When he left Carlyle, he told colleagues that he intended to explore politics himself. “I have long felt a calling to service, and Covid’s massive disruptions and intense social and economic challenges have only strengthened that conviction,” he wrote.
In the crowded Republican primary field, with most candidates vying for a Trump base that largely believed the falsehood that the 2020 election was stolen because of fraud, Mr. Youngkin made “election integrity” his top issue.
He acknowledged only after securing the nomination in May that President Biden had won. Mr. Trump’s endorsement, which came soon after, was “an honor,” Mr. Youngkin said. Mr. Trump at one point called him “a great gentleman” and offered to campaign together. But Mr. Youngkin dodged rallies at which Mr. Trump phoned in his support, while the former president continued to fan election conspiracy theories.
Glossing lightly over his own policy priorities during the early part of the race, Mr. Youngkin soft-pedaled traditional conservative issues like gun rights and abortion, at one point confiding to a liberal activist with a hidden mic that he had to downplay abortion to court independent voters. The National Rifle Association skipped an endorsement in July after Mr. Youngkin failed to fill out a questionnaire about his views.

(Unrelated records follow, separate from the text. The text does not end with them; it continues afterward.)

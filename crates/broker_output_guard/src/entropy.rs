//! High-entropy substring heuristic (spec.md §4.H, opt-in). A plain
//! sliding-window Shannon-entropy scan: a single pass over the input,
//! O(1) work per character via an incremental histogram, so the whole
//! scan is O(n) regardless of how the input is shaped.

const WINDOW: usize = 32;
const ENTROPY_THRESHOLD_BITS: f64 = 4.0;

fn is_alphabet_char(b: u8) -> bool {
    b.is_ascii_alphanumeric() || matches!(b, b'+' | b'/' | b'=' | b'_' | b'-')
}

fn shannon_entropy_bits(counts: &[u32; 256], window_len: f64) -> f64 {
    counts
        .iter()
        .filter(|&&c| c > 0)
        .map(|&c| {
            let p = c as f64 / window_len;
            -p * p.log2()
        })
        .sum()
}

/// True if any `WINDOW`-char run of contiguous "high-alphabet" characters
/// (alphanumeric plus base64/URL-safe punctuation) has Shannon entropy at
/// or above `ENTROPY_THRESHOLD_BITS`. Non-alphabet characters reset the
/// window, matching the "contiguous substring" framing.
pub fn has_high_entropy_run(text: &str) -> bool {
    let mut counts = [0u32; 256];
    let mut window: std::collections::VecDeque<u8> = std::collections::VecDeque::with_capacity(WINDOW);

    for &b in text.as_bytes() {
        if is_alphabet_char(b) {
            if window.len() == WINDOW {
                if let Some(old) = window.pop_front() {
                    counts[old as usize] -= 1;
                }
            }
            window.push_back(b);
            counts[b as usize] += 1;
            if window.len() == WINDOW && shannon_entropy_bits(&counts, WINDOW as f64) >= ENTROPY_THRESHOLD_BITS {
                return true;
            }
        } else {
            window.clear();
            counts = [0u32; 256];
        }
    }
    false
}

#[cfg(test)]
mod tests {
    use super::*;

    #[test]
    fn flags_a_random_looking_base64_blob() {
        let blob = "Kj3xQ9fZp2Lm8Rt5Yw1Vb7Nc4Gh6Ds0Ae";
        assert!(has_high_entropy_run(blob));
    }

    #[test]
    fn does_not_flag_low_entropy_repeated_text() {
        let text = "aaaaaaaaaaaaaaaaaaaaaaaaaaaaaaaaaaaaaaaaaaaaaaaaaa";
        assert!(!has_high_entropy_run(text));
    }

    #[test]
    fn does_not_flag_ordinary_prose() {
        let text = "the quick brown fox jumps over the lazy dog several times in a row";
        assert!(!has_high_entropy_run(text));
    }

    #[test]
    fn resets_window_across_punctuation_boundaries() {
        let text = "short. more short. even more short text here.";
        assert!(!has_high_entropy_run(text));
    }
}
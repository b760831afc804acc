//! broker-control
//!
//! Operator surface for the broker (spec.md §4 "operator tooling"): vault
//! CRUD, session token minting for local testing, audit log verification,
//! and a `hosts` listing mirroring the gated `GET /hosts` introspection
//! endpoint. Runs offline against the vault file directly — it does not
//! talk to a running `broker-vaultd`, so credentials can be provisioned
//! before the broker is ever started.

use broker_audit_spec::{Actor, Category, Component as AuditComponent, Decision, EventDetail, RequestId, VaultAccessDetail};
use broker_vault::{Credential, StoreOpts, VaultStore};
use clap::{Parser, Subcommand};
use std::path::PathBuf;
use thiserror::Error;

#[derive(Debug, Error)]
enum CliError {
    #[error("io error: {0}")]
    Io(#[from] std::io::Error),
    #[error("json error: {0}")]
    Json(#[from] serde_json::Error),
    #[error("vault error: {0}")]
    Vault(#[from] broker_vault::VaultError),
    #[error("audit log error: {0}")]
    Audit(#[from] broker_audit_log::AuditLogError),
    #[error("credential not found: {0}:{1}")]
    CredentialNotFound(String, String),
    #[error("VAULT_PASSPHRASE is required (env var or --passphrase)")]
    MissingPassphrase,
}

#[derive(Parser)]
#[command(name = "broker-control", version, about = "Security broker operator CLI")]
struct Args {
    /// Path to the encrypted vault file. Falls back to VAULT_PATH.
    #[arg(long, global = true)]
    vault_path: Option<PathBuf>,

    /// Vault passphrase. Falls back to VAULT_PASSPHRASE. Prefer the env var
    /// over the flag on a shared machine (flags show up in process lists).
    #[arg(long, global = true)]
    passphrase: Option<String>,

    /// Directory the daily-rotating audit log is written into. Falls back
    /// to AUDIT_LOG_DIR.
    #[arg(long, global = true)]
    audit_log_dir: Option<PathBuf>,

    #[command(subcommand)]
    cmd: Command,
}

#[derive(Subcommand)]
enum Command {
    /// Store (or overwrite) a credential entry for `protocol:target`.
    VaultStore {
        #[arg(long)]
        protocol: String,
        #[arg(long)]
        target: String,
        /// Credential JSON, e.g. {"type":"api_key","header":"Authorization","token":"sk-..."}
        #[arg(long)]
        credential_json: String,
        #[arg(long)]
        label: Option<String>,
        /// Allowed path regexes for this entry (repeatable).
        #[arg(long = "allowed-path")]
        allowed_paths: Vec<String>,
        #[arg(long)]
        rate_limit_per_minute: Option<u32>,
        #[arg(long)]
        expires_at: Option<f64>,
    },

    /// Print the full stored entry, including the secret. Operator-only.
    VaultGet {
        #[arg(long)]
        protocol: String,
        #[arg(long)]
        target: String,
    },

    /// Delete a credential entry.
    VaultDelete {
        #[arg(long)]
        protocol: String,
        #[arg(long)]
        target: String,
    },

    /// List configured credential metadata (no secret material), optionally
    /// filtered by protocol. Mirrors `GET /hosts`.
    Hosts {
        #[arg(long)]
        protocol: Option<String>,
    },

    /// Mint a session token for local testing.
    SessionMint {
        #[arg(long)]
        session_id: String,
        #[arg(long, default_value_t = 3600.0)]
        ttl_secs: f64,
        /// Falls back to SESSION_SIGNING_KEY.
        #[arg(long)]
        signing_key: Option<String>,
    },

    /// Verify a hash-chained audit log JSONL file and print its final hash.
    VerifyAudit {
        #[arg(long)]
        path: PathBuf,
    },

    /// Check whether a host would be allowed to egress under a given
    /// network mode and allow-list (debug aid for operators tuning
    /// NETWORK_MODE / ADDITIONAL_DOMAINS).
    CheckHost {
        #[arg(long)]
        host: String,
        #[arg(long, default_value = "strict")]
        network_mode: String,
        #[arg(long = "additional-domain")]
        additional_domains: Vec<String>,
        #[arg(long = "blocked-domain")]
        blocked_domains: Vec<String>,
    },

    /// Check whether a path string would trip the tool-call guardrail's
    /// sensitive-path predicate (debug aid for operators tuning tool
    /// allow-lists before rolling a permission tier out).
    CheckPath {
        #[arg(long)]
        path: String,
        #[arg(long)]
        broker_data_dir: PathBuf,
    },
}

fn main() {
    if let Err(e) = run() {
        eprintln!("ERROR: {e}");
        std::process::exit(1);
    }
}

fn run() -> Result<(), CliError> {
    let _ = dotenvy::dotenv();
    let args = Args::parse();

    match args.cmd {
        Command::VaultStore { protocol, target, credential_json, label, allowed_paths, rate_limit_per_minute, expires_at } => {
            let mut store = open_vault(&args.vault_path, &args.passphrase)?;
            let credential: Credential = serde_json::from_str(&credential_json)?;
            let opts = StoreOpts {
                label,
                allowed_paths: if allowed_paths.is_empty() { None } else { Some(allowed_paths) },
                rate_limit_per_minute,
                expires_at,
            };
            store.store(&protocol, &target, credential, opts)?;
            append_vault_audit(&args.audit_log_dir, "store", &protocol, &target, Decision::Allow)?;
            println!("stored {protocol}:{target}");
            Ok(())
        }

        Command::VaultGet { protocol, target } => {
            let mut store = open_vault(&args.vault_path, &args.passphrase)?;
            let entry = store
                .get(&protocol, &target)?
                .ok_or_else(|| CliError::CredentialNotFound(protocol.clone(), target.clone()))?;
            append_vault_audit(&args.audit_log_dir, "get", &protocol, &target, Decision::Allow)?;
            println!("{}", serde_json::to_string_pretty(&entry)?);
            Ok(())
        }

        Command::VaultDelete { protocol, target } => {
            let mut store = open_vault(&args.vault_path, &args.passphrase)?;
            let removed = store.delete(&protocol, &target)?;
            append_vault_audit(&args.audit_log_dir, "delete", &protocol, &target, Decision::Allow)?;
            println!("{{\"removed\":{removed}}}");
            Ok(())
        }

        Command::Hosts { protocol } => {
            let mut store = open_vault(&args.vault_path, &args.passphrase)?;
            let listed = store.list(protocol.as_deref())?;
            println!("{}", serde_json::to_string_pretty(&listed)?);
            Ok(())
        }

        Command::SessionMint { session_id, ttl_secs, signing_key } => {
            let key = signing_key
                .or_else(|| std::env::var("SESSION_SIGNING_KEY").ok())
                .unwrap_or_else(|| {
                    eprintln!("warning: no SESSION_SIGNING_KEY set, using an ephemeral key (token will not validate elsewhere)");
                    broker_common::random_hex(32)
                });
            let signer = broker_session::SessionSigner::new(key.into_bytes());
            let token = signer.mint(&session_id, ttl_secs);
            println!("{token}");
            Ok(())
        }

        Command::VerifyAudit { path } => {
            let last_hash = broker_audit_log::verify_log(&path)?;
            println!("{last_hash}");
            Ok(())
        }

        Command::CheckHost { host, network_mode, additional_domains, blocked_domains } => {
            let mode: broker_netguard::NetworkMode = network_mode.parse().unwrap_or_else(|_| {
                eprintln!("unknown network mode '{network_mode}', defaulting to strict");
                broker_netguard::NetworkMode::Strict
            });
            let allowed = broker_netguard::network_mode_permits(&host, mode, &blocked_domains, &additional_domains);
            println!("{{\"host\":\"{host}\",\"mode\":\"{network_mode}\",\"allowed\":{allowed}}}");
            Ok(())
        }

        Command::CheckPath { path, broker_data_dir } => {
            let sensitive = broker_guardrail::is_sensitive_path_str(&path, &broker_data_dir);
            println!("{{\"path\":\"{path}\",\"sensitive\":{sensitive}}}");
            Ok(())
        }
    }
}

fn open_vault(path: &Option<PathBuf>, passphrase: &Option<String>) -> Result<VaultStore, CliError> {
    let path = path
        .clone()
        .or_else(|| std::env::var("VAULT_PATH").ok().map(PathBuf::from))
        .unwrap_or_else(|| PathBuf::from("./vault.json"));
    let passphrase = passphrase
        .clone()
        .or_else(|| std::env::var("VAULT_PASSPHRASE").ok())
        .ok_or(CliError::MissingPassphrase)?;
    Ok(VaultStore::open(path, &passphrase)?)
}

fn append_vault_audit(
    audit_log_dir: &Option<PathBuf>,
    op: &str,
    protocol: &str,
    target: &str,
    decision: Decision,
) -> Result<(), CliError> {
    let dir = audit_log_dir
        .clone()
        .or_else(|| std::env::var("AUDIT_LOG_DIR").ok().map(PathBuf::from));
    let Some(dir) = dir else {
        return Ok(());
    };
    let mut log = broker_audit_log::DailyAuditLog::open(dir)?;
    let event = broker_audit_spec::AuditEvent::new(
        RequestId::new(),
        Actor::operator(),
        AuditComponent::Vault,
        Category::VaultOk,
        decision,
        EventDetail::VaultAccess(VaultAccessDetail {
            op: op.to_string(),
            protocol: Some(protocol.to_string()),
            target: Some(target.to_string()),
        }),
    );
    log.append(event)?;
    Ok(())
}

#[cfg(test)]
mod tests {
    use super::*;

    #[test]
    fn open_vault_fails_without_a_passphrase() {
        let err = open_vault(&Some(PathBuf::from("/tmp/does-not-matter.json")), &None);
        assert!(matches!(err, Err(CliError::MissingPassphrase)));
    }
}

Instead, Mr. Youngkin found his own galvanizing issue in some parents’ frustration with public schools, beginning with Covid-driven closures, and extending to conservatives’ belief that classwork has become overly conscious of racial differences.
While he has promised to end a sales tax on groceries and to cut regulations to spur new businesses, Mr. Youngkin’s best known pledge is to ban critical race theory in schools on Day 1, even though that graduate-school thesis about the role of racism in American institutions has little impact on K-12 classrooms, educators say. To Democrats, the issue has been no more than an appeal to white voters’ grievances.
Whether Mr. Youngkin’s outreach to conservatives on cultural issues came from the heart, embodying the anger that drove the grass roots, or whether it was a convenient garment he put on along with his trademark red vest, hardly mattered in the end to Republicans and many independent voters.